Okay, let's start with some context. So I believe it was last Sunday, June 16th was when the Finance Bill was introduced. The Finance Bill basically goes over the budget for the government, and the measures the government is going to take to finance the budget. This bill was widely unpopular because of the amount of taxes introduced on basic necessities, such as bread, feminine hygiene products (pads and stuff), diapers, cars (not buying a new car, but literally just having one on the road), vegetable oil, fuel, and sugar. They even taxed medical treatments, such as cancer treatments and Mpesa, which is a mobile money service that so many across the country use to send and receive money, as well as pay for anything.

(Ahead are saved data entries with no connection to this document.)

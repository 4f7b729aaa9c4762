//! State management module
//!
//! This module handles all editing state:
//! - Filter settings (edit.rs)
//! - Shared data structures (data.rs)
//! - The session controller and its recompute graph (editor.rs)

pub mod data;
pub mod edit;
pub mod editor;

pub use data::{EditorState, Session, Status, Ticket};
pub use edit::{Filter, FilterSettings};
pub use editor::{Editor, ExportJob, Input, Node, Outcome, PaletteJob, SegmentJob};
//! Color utilities
//!
//! This module handles:
//! - Palette swatches and their hex representation
//! - The fused tone transform (brightness, contrast, saturation) used by the
//!   render pipeline

use cgmath::{Matrix3, SquareMatrix, Vector3};
use std::fmt;

use crate::state::edit::FilterSettings;

/// Rec. 709 luma weights used by the CSS `saturate()` filter
const LUMA_R: f32 = 0.213;
const LUMA_G: f32 = 0.715;
const LUMA_B: f32 = 0.072;

/// A single palette color
#[derive(Debug, Clone, Copy, PartialEq, Eq, Hash)]
pub struct Swatch {
    pub r: u8,
    pub g: u8,
    pub b: u8,
}

impl Swatch {
    pub const fn new(r: u8, g: u8, b: u8) -> Self {
        Self { r, g, b }
    }

    /// Uppercase `#RRGGBB`
    pub fn hex(&self) -> String {
        format!("#{:02X}{:02X}{:02X}", self.r, self.g, self.b)
    }
}

impl fmt::Display for Swatch {
    fn fmt(&self, f: &mut fmt::Formatter<'_>) -> fmt::Result {
        f.write_str(&self.hex())
    }
}

impl From<[u8; 3]> for Swatch {
    fn from([r, g, b]: [u8; 3]) -> Self {
        Self { r, g, b }
    }
}

/// Brightness, contrast and saturation collapsed into one affine transform.
///
/// For a normalized color `x` the output is `matrix * x + offset`, clamped to
/// `[0, 1]` once at the end.
#[derive(Debug, Clone, Copy, PartialEq)]
pub struct ToneTransform {
    matrix: Matrix3<f32>,
    offset: f32,
}

impl ToneTransform {
    /// Build the transform for a set of filter values
    ///
    /// # Algorithm
    /// 1. brightness: `x * b`
    /// 2. contrast: `x * c + 0.5 * (1 - c)`
    /// 3. saturate: W3C saturation matrix `S`
    ///
    /// Because every row of `S` sums to 1, `S` leaves the gray contrast
    /// offset unchanged, so the composite is `(S * c * b) x + 0.5 * (1 - c)`.
    pub fn from_filters(filters: &FilterSettings) -> Self {
        // Exact identity; the float composite is only approximately so
        if filters.is_unedited() {
            return Self::identity();
        }

        let (brightness, contrast, saturation) = filters.percentages();
        let b = brightness as f32 / 100.0;
        let c = contrast as f32 / 100.0;
        let s = saturation as f32 / 100.0;

        let matrix = saturation_matrix(s) * (c * b);
        let offset = 0.5 * (1.0 - c);

        Self { matrix, offset }
    }

    /// The transform that leaves every pixel unchanged
    pub fn identity() -> Self {
        Self {
            matrix: Matrix3::identity(),
            offset: 0.0,
        }
    }

    pub fn is_identity(&self) -> bool {
        self.offset == 0.0 && self.matrix == Matrix3::identity()
    }

    /// Apply to one 8-bit RGB triple
    pub fn apply(&self, rgb: [u8; 3]) -> [u8; 3] {
        let input = Vector3::new(
            rgb[0] as f32 / 255.0,
            rgb[1] as f32 / 255.0,
            rgb[2] as f32 / 255.0,
        );
        let out = self.matrix * input;
        [
            to_channel(out.x + self.offset),
            to_channel(out.y + self.offset),
            to_channel(out.z + self.offset),
        ]
    }
}

/// The CSS `saturate(s)` matrix (Filter Effects Module Level 1)
fn saturation_matrix(s: f32) -> Matrix3<f32> {
    // cgmath is column-major: each Vector3 below is one column
    Matrix3::from_cols(
        Vector3::new(LUMA_R + (1.0 - LUMA_R) * s, LUMA_R - LUMA_R * s, LUMA_R - LUMA_R * s),
        Vector3::new(LUMA_G - LUMA_G * s, LUMA_G + (1.0 - LUMA_G) * s, LUMA_G - LUMA_G * s),
        Vector3::new(LUMA_B - LUMA_B * s, LUMA_B - LUMA_B * s, LUMA_B + (1.0 - LUMA_B) * s),
    )
}

fn to_channel(value: f32) -> u8 {
    (value.clamp(0.0, 1.0) * 255.0).round() as u8
}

This is coupled by the fact that the government doesn't really do all too much for the average Kenyan, so all these extra taxes will not come back to the people. Just in the past month, our president, William Ruto, was going from country to country on our tax dollars. Just in this year alone he has done 20 international visits, and the year is only about halfway done. A lot of the tax dollars go to 'confidential expenditures', which is just whatever the officials want it to be. All of this money being spent by top government officials, but our public school system is not good, we still get frequent power outages (unless you live near State House (where the president lives)), water isn't guaranteed (my family once had no municipal water for months, and had to buy a water tank and supply our own water), youth unemployment is high, healthcare is lacking, the roads are not well built, the cost of living is higher than it's ever been, the shilling is doing badly (especially against the dollar) among many other issues.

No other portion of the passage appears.